Optionally, the transceiver unit 1320 is specifically configured to: send a plurality of pieces of beam configuration information to the terminal device by using a radio resource control (RRC) message, where the plurality of pieces of beam configuration information are in one-to-one correspondence with indexes of the plurality of pieces of beam configuration information, and the indexes of the plurality of pieces of beam configuration information include an index of the first beam configuration information; send third information to the terminal device by using the MAC CE, where the third information indicates to activate second beam configuration information, and the second beam configuration information is a subset of the plurality of pieces of beam configuration information; and send the first information to the terminal device by using the DCI, where the first beam configuration information indicated by the first information belongs to the second beam configuration information.

Optionally, the first beam is a beam formed by a synchronization signal block (SSB), and the first beam configuration information further includes an SSB index. Alternatively, the first beam is a beam formed by a channel state information reference signal (CSI-RS), and the first beam configuration information further includes a CSI-RS resource identifier (CSI-RS resource ID) or a CSI-RS resource set identifier (CSI-RS resource set ID).

Optionally, the transceiver unit 1320 is further configured to obtain first capability information of the terminal device, where the first capability information indicates that the terminal device has at least one of the following capabilities: supporting dynamic beam configuration; supporting MAC CE-based dynamic beam configuration; or supporting DCI-based dynamic beam configuration.

Optionally, the transceiver unit 1320 is further configured to send first capability enquiry information, where the first capability enquiry information indicates the terminal device to report the first capability information of the terminal device.

Optionally, the transceiver unit 1320 is further configured to obtain third beam configuration information, where the third beam configuration information is beam configuration information recommended by the terminal device.

Optionally, the transceiver unit 1320 is further configured to send first indication information to the terminal device, where the first indication information indicates the terminal device to send the third beam configuration information.

Optionally, the transceiver unit 1320 is further configured to send fourth information to a second network device, where the fourth information indicates the third beam configuration information, and the third beam configuration information is determined based on the first beam configuration information.
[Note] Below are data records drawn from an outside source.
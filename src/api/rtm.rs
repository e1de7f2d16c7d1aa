//! Remember The Milk REST client.
//!
//! Tasks are fetched with `rtm.tasks.getList`, passing the report filter
//! through unchanged. Every request is signed: `api_sig` is the MD5 digest of
//! the shared secret followed by all parameters sorted by name and
//! concatenated as `name` + `value`.
//!
//! ## Credentials
//!
//! The API key lives in the configuration file. The shared secret and the
//! auth token are read from `RTM_SHARED_SECRET` / `RTM_AUTH_TOKEN` (a `.env`
//! file works too), then from encrypted secret files, and are prompted for
//! when neither is available.
//!
//! ## Response shape
//!
//! ```text
//! rsp.tasks.list[]            one entry per RTM list
//!   .taskseries[]             a task with its name
//!     .task[]                 one entry per occurrence (recurring tasks)
//! ```
//!
//! Each occurrence becomes one [`Task`], in the order the service returns them.

use super::TaskService;
use crate::libs::config::ConfigModule;
use crate::libs::messages::Message;
use crate::libs::secret::Secret;
use crate::libs::task::Task;
use crate::{msg_debug, msg_error_anyhow, msg_print};
use anyhow::Result;
use dialoguer::{theme::ColorfulTheme, Input};
use md5::{Digest, Md5};
use reqwest::Client;
use serde::{Deserialize, Serialize};
use serde_json::Value;

pub const DEFAULT_API_URL: &str = "https://api.rememberthemilk.com/services/rest/";
const GET_LIST_METHOD: &str = "rtm.tasks.getList";
const API_VERSION: &str = "2";
const SHARED_SECRET_FILE: &str = ".rtm_shared_secret";
const AUTH_TOKEN_FILE: &str = ".rtm_auth_token";
const SHARED_SECRET_ENV: &str = "RTM_SHARED_SECRET";
const AUTH_TOKEN_ENV: &str = "RTM_AUTH_TOKEN";

#[derive(Serialize, Deserialize, Clone, Debug, PartialEq)]
pub struct RtmConfig {
    pub api_key: String,
    #[serde(default = "default_api_url")]
    pub api_url: String,
}

fn default_api_url() -> String {
    DEFAULT_API_URL.to_string()
}

impl RtmConfig {
    pub fn module() -> ConfigModule {
        ConfigModule {
            key: "rtm".to_string(),
            name: "Remember The Milk".to_string(),
        }
    }

    /// Prompts for the API settings, then for the credentials, which are stored encrypted.
    pub fn init(config: &Option<Self>) -> Result<Self> {
        let config = config.clone().unwrap_or(Self {
            api_key: "".to_string(),
            api_url: default_api_url(),
        });
        msg_print!(Message::ConfigModuleRtm);

        let config = Self {
            api_key: Input::with_theme(&ColorfulTheme::default())
                .with_prompt(Message::PromptRtmApiKey.to_string())
                .default(config.api_key)
                .interact_text()?,
            api_url: Input::with_theme(&ColorfulTheme::default())
                .with_prompt(Message::PromptRtmApiUrl.to_string())
                .default(config.api_url)
                .interact_text()?,
        };
        Rtm::shared_secret().prompt()?;
        Rtm::auth_token().prompt()?;

        Ok(config)
    }
}

#[derive(Clone, Debug)]
struct Credentials {
    shared_secret: String,
    auth_token: String,
}

#[derive(Debug)]
pub struct Rtm {
    client: Client,
    config: RtmConfig,
    credentials: Option<Credentials>,
}

impl TaskService for Rtm {
    async fn query_tasks(&mut self, filter: &str) -> Result<Vec<Task>> {
        let credentials = self.credentials()?;
        let params = signed_params(
            &credentials.shared_secret,
            vec![
                ("method", GET_LIST_METHOD.to_string()),
                ("api_key", self.config.api_key.clone()),
                ("auth_token", credentials.auth_token.clone()),
                ("filter", filter.to_string()),
                ("format", "json".to_string()),
                ("v", API_VERSION.to_string()),
            ],
        );

        let res = self.client.get(&self.config.api_url).query(&params).send().await?;
        let status = res.status();
        if !status.is_success() {
            return Err(msg_error_anyhow!(Message::RtmRequestFailed(status.to_string())));
        }

        let body = res.text().await?;
        let tasks = parse_task_list(&body)?;
        msg_debug!(Message::TasksReceived(tasks.len(), filter.to_string()));
        Ok(tasks)
    }
}

impl Rtm {
    pub fn new(config: &RtmConfig) -> Self {
        Self {
            client: Client::new(),
            config: config.clone(),
            credentials: None,
        }
    }

    /// Creates a client with explicit credentials, bypassing the secret store.
    pub fn with_credentials(config: &RtmConfig, shared_secret: &str, auth_token: &str) -> Self {
        Self {
            credentials: Some(Credentials {
                shared_secret: shared_secret.to_string(),
                auth_token: auth_token.to_string(),
            }),
            ..Self::new(config)
        }
    }

    pub fn shared_secret() -> Secret {
        Secret::new(SHARED_SECRET_FILE, &Message::PromptRtmSharedSecret.to_string()).with_env(SHARED_SECRET_ENV)
    }

    pub fn auth_token() -> Secret {
        Secret::new(AUTH_TOKEN_FILE, &Message::PromptRtmAuthToken.to_string()).with_env(AUTH_TOKEN_ENV)
    }

    /// Removes both stored credentials, returning how many files were deleted.
    pub fn delete_credentials() -> Result<usize> {
        let mut deleted = 0;
        for secret in [Self::shared_secret(), Self::auth_token()] {
            if secret.delete()? {
                deleted += 1;
            }
        }
        Ok(deleted)
    }

    fn credentials(&mut self) -> Result<Credentials> {
        if let Some(credentials) = &self.credentials {
            return Ok(credentials.clone());
        }
        let credentials = Credentials {
            shared_secret: Self::shared_secret().get_or_prompt()?,
            auth_token: Self::auth_token().get_or_prompt()?,
        };
        self.credentials = Some(credentials.clone());
        Ok(credentials)
    }
}

/// Computes the RTM request signature for `params`.
pub fn sign(shared_secret: &str, params: &[(&str, String)]) -> String {
    let mut sorted: Vec<&(&str, String)> = params.iter().collect();
    sorted.sort_by(|a, b| a.0.cmp(b.0));

    let mut hasher = Md5::new();
    hasher.update(shared_secret.as_bytes());
    for (key, value) in sorted {
        hasher.update(key.as_bytes());
        hasher.update(value.as_bytes());
    }
    hex::encode(hasher.finalize())
}

/// Appends `api_sig` to `params`.
pub fn signed_params<'a>(shared_secret: &str, mut params: Vec<(&'a str, String)>) -> Vec<(&'a str, String)> {
    let signature = sign(shared_secret, &params);
    params.push(("api_sig", signature));
    params
}

#[derive(Deserialize, Debug)]
struct Envelope {
    rsp: Rsp,
}

#[derive(Deserialize, Debug)]
struct Rsp {
    stat: String,
    err: Option<RtmError>,
    tasks: Option<TaskLists>,
}

#[derive(Deserialize, Debug)]
struct RtmError {
    #[serde(default)]
    code: Value,
    #[serde(default)]
    msg: String,
}

#[derive(Deserialize, Debug)]
struct TaskLists {
    #[serde(default)]
    list: OneOrMany<TaskList>,
}

#[derive(Deserialize, Debug)]
struct TaskList {
    #[serde(default)]
    taskseries: OneOrMany<TaskSeries>,
}

#[derive(Deserialize, Debug)]
struct TaskSeries {
    #[serde(default)]
    id: String,
    name: String,
    #[serde(default)]
    task: OneOrMany<TaskInstance>,
}

#[derive(Deserialize, Debug)]
struct TaskInstance {
    #[serde(default)]
    id: String,
    #[serde(default)]
    due: String,
    #[serde(default)]
    completed: String,
}

/// RTM collapses single-element arrays into objects in some responses.
#[derive(Deserialize, Debug)]
#[serde(untagged)]
enum OneOrMany<T> {
    Many(Vec<T>),
    One(T),
}

impl<T> Default for OneOrMany<T> {
    fn default() -> Self {
        OneOrMany::Many(Vec::new())
    }
}

impl<T> OneOrMany<T> {
    fn into_vec(self) -> Vec<T> {
        match self {
            OneOrMany::Many(items) => items,
            OneOrMany::One(item) => vec![item],
        }
    }
}

fn non_empty(value: String) -> Option<String> {
    if value.is_empty() {
        None
    } else {
        Some(value)
    }
}

/// Decodes an `rtm.tasks.getList` JSON response into tasks, in service order.
pub fn parse_task_list(body: &str) -> Result<Vec<Task>> {
    let envelope: Envelope = serde_json::from_str(body).map_err(|e| msg_error_anyhow!(Message::RtmResponseInvalid(e.to_string())))?;
    let rsp = envelope.rsp;

    if rsp.stat != "ok" {
        let err = rsp.err.unwrap_or(RtmError {
            code: Value::Null,
            msg: format!("stat={}", rsp.stat),
        });
        let code = match err.code {
            Value::String(code) => code,
            Value::Null => "unknown".to_string(),
            other => other.to_string(),
        };
        return Err(msg_error_anyhow!(Message::RtmServiceError(code, err.msg)));
    }

    let mut tasks = Vec::new();
    let lists = rsp.tasks.map(|tasks| tasks.list.into_vec()).unwrap_or_default();
    for list in lists {
        for series in list.taskseries.into_vec() {
            let instances = series.task.into_vec();
            if instances.is_empty() {
                tasks.push(Task {
                    id: non_empty(series.id.clone()),
                    ..Task::new(&series.name)
                });
                continue;
            }
            for instance in instances {
                tasks.push(Task {
                    id: non_empty(instance.id),
                    name: series.name.clone(),
                    due: non_empty(instance.due),
                    completed: non_empty(instance.completed),
                });
            }
        }
    }
    Ok(tasks)
}
#[cfg(test)]
mod tests {
    use standup::api::rtm::{parse_task_list, sign, signed_params, RtmConfig, DEFAULT_API_URL};
    use standup::libs::task::TaskNames;

    #[test]
    fn test_parse_task_list_keeps_service_order() {
        let body = r#"{"rsp":{"stat":"ok","tasks":{"rev":"r1","list":[
            {"id":"1","taskseries":[
                {"id":"10","name":"Write docs","task":[{"id":"100","due":"","completed":"2021-05-14T09:00:00Z"}]},
                {"id":"11","name":"Water plants","task":[
                    {"id":"110","due":"2021-05-14T00:00:00Z","completed":"2021-05-14T08:00:00Z"},
                    {"id":"111","due":"2021-05-15T00:00:00Z","completed":"2021-05-15T08:00:00Z"}
                ]}
            ]},
            {"id":"2","taskseries":[{"id":"20","name":"Call bank","task":[{"id":"200","due":"","completed":""}]}]}
        ]}}}"#;

        let tasks = parse_task_list(body).unwrap();
        assert_eq!(tasks.names(), vec!["Write docs", "Water plants", "Water plants", "Call bank"]);
        assert_eq!(tasks[0].id.as_deref(), Some("100"));
        assert_eq!(tasks[0].due, None);
        assert_eq!(tasks[1].completed.as_deref(), Some("2021-05-14T08:00:00Z"));
        assert_eq!(tasks[3].completed, None);
    }

    #[test]
    fn test_parse_task_list_accepts_single_objects() {
        let body = r#"{"rsp":{"stat":"ok","tasks":{"list":
            {"id":"1","taskseries":{"id":"10","name":"Only task","task":{"id":"100","due":"","completed":""}}}
        }}}"#;

        let tasks = parse_task_list(body).unwrap();
        assert_eq!(tasks.names(), vec!["Only task"]);
    }

    #[test]
    fn test_parse_task_list_without_matches() {
        let body = r#"{"rsp":{"stat":"ok","tasks":{"rev":"r1"}}}"#;
        assert!(parse_task_list(body).unwrap().is_empty());

        let body = r#"{"rsp":{"stat":"ok","tasks":{"list":[{"id":"1"}]}}}"#;
        assert!(parse_task_list(body).unwrap().is_empty());
    }

    #[test]
    fn test_parse_task_list_service_error() {
        let body = r#"{"rsp":{"stat":"fail","err":{"code":"98","msg":"Login failed / Invalid auth token"}}}"#;
        let error = parse_task_list(body).unwrap_err().to_string();
        assert_eq!(error, "Login failed / Invalid auth token (code 98)");
    }

    #[test]
    fn test_parse_task_list_malformed_body() {
        let error = parse_task_list("<html>Bad gateway</html>").unwrap_err().to_string();
        assert!(error.starts_with("Unexpected Remember The Milk response"));
    }

    #[test]
    fn test_sign_matches_documented_example() {
        let params = vec![("yxz", "foo".to_string()), ("feg", "bar".to_string()), ("abc", "baz".to_string())];
        assert_eq!(sign("BANANAS", &params), "82044aae4dd676094f23f1ec152159ba");
    }

    #[test]
    fn test_sign_ignores_parameter_order() {
        let forward = vec![("api_key", "key".to_string()), ("filter", "due:today".to_string())];
        let backward = vec![("filter", "due:today".to_string()), ("api_key", "key".to_string())];

        let signature = sign("secret", &forward);
        assert_eq!(signature, sign("secret", &backward));
        assert_eq!(signature.len(), 32);
        assert_ne!(signature, sign("other secret", &forward));
    }

    #[test]
    fn test_signed_params_appends_signature() {
        let params = signed_params("secret", vec![("method", "rtm.tasks.getList".to_string())]);
        assert_eq!(params.len(), 2);
        assert_eq!(params[1].0, "api_sig");
        assert_eq!(params[1].1, sign("secret", &params[..1]));
    }

    #[test]
    fn test_config_defaults_api_url() {
        let config: RtmConfig = serde_json::from_str(r#"{"api_key":"abc"}"#).unwrap();
        assert_eq!(config.api_key, "abc");
        assert_eq!(config.api_url, DEFAULT_API_URL);
    }
}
The fourth information may be completely the same as the first information, or the fourth information may be generated based on the first information.

Optionally, the first beam configuration information is from the second network device or an operation, administration, and maintenance (OAM) network element.

Optionally, the fourth information is carried in a cell activation request message or a resource status update request message.

Optionally, the transceiver unit 1320 is further configured to receive fourth beam configuration information from the second network device, where the fourth beam configuration information indicates beam configuration information applied by the second network device.

Optionally, the communication apparatus 1300 may further include a storage unit. The storage unit may be configured to store instructions or data. The processing unit may invoke the instructions or the data stored in the storage unit, to implement a corresponding operation.

It should be understood that a specific process in which the units perform the foregoing corresponding steps is described in detail in the foregoing method embodiments, and for brevity, details are not described herein.

In another possible design, the communication apparatus 1300 may be the terminal device in the foregoing method embodiments, or may be a chip configured to implement a function of the terminal device in the foregoing method embodiments.

In an example, the communication apparatus is configured to perform an action performed by the terminal device in FIG. 4, and the transceiver unit 1320 is configured to perform S420.

For example, the transceiver unit 1320 is configured to receive first information from a first network device by using downlink control information (DCI) and/or a media access control (MAC) control element (CE). The processing unit 1310 is configured to determine first beam configuration information based on the first information, where the first beam configuration information includes identifier information of a first beam and periodicity information of the first beam.

Optionally, the first information includes an index of the first beam configuration information, where the index of the first beam configuration information corresponds to the first beam configuration information. Alternatively, the first information includes the identifier information of the first beam and the periodicity information of the first beam.

Optionally, cyclic redundancy check (CRC) of the DCI and/or the MAC CE is scrambled by using a radio network temporary identifier (RNTI).

Optionally, the transceiver unit 1320 is further configured to receive a radio resource control (RRC) message from the first network device, where the RRC message includes a plurality of pieces of beam configuration information, the plurality of pieces of beam configuration information are in one-to-one correspondence with indexes of the plurality of pieces of beam configuration information, and the indexes of the plurality of pieces of beam configuration information include the index of the first beam configuration information.

Optionally, the transceiver unit 1320 is further configured to receive second information from the first network device, where the second information includes at least one of the following information: the RNTI, a detection periodicity, an offset slot, a detected symbol, an aggregation level, and a quantity of physical downlink control channel (PDCCH) candidate sets.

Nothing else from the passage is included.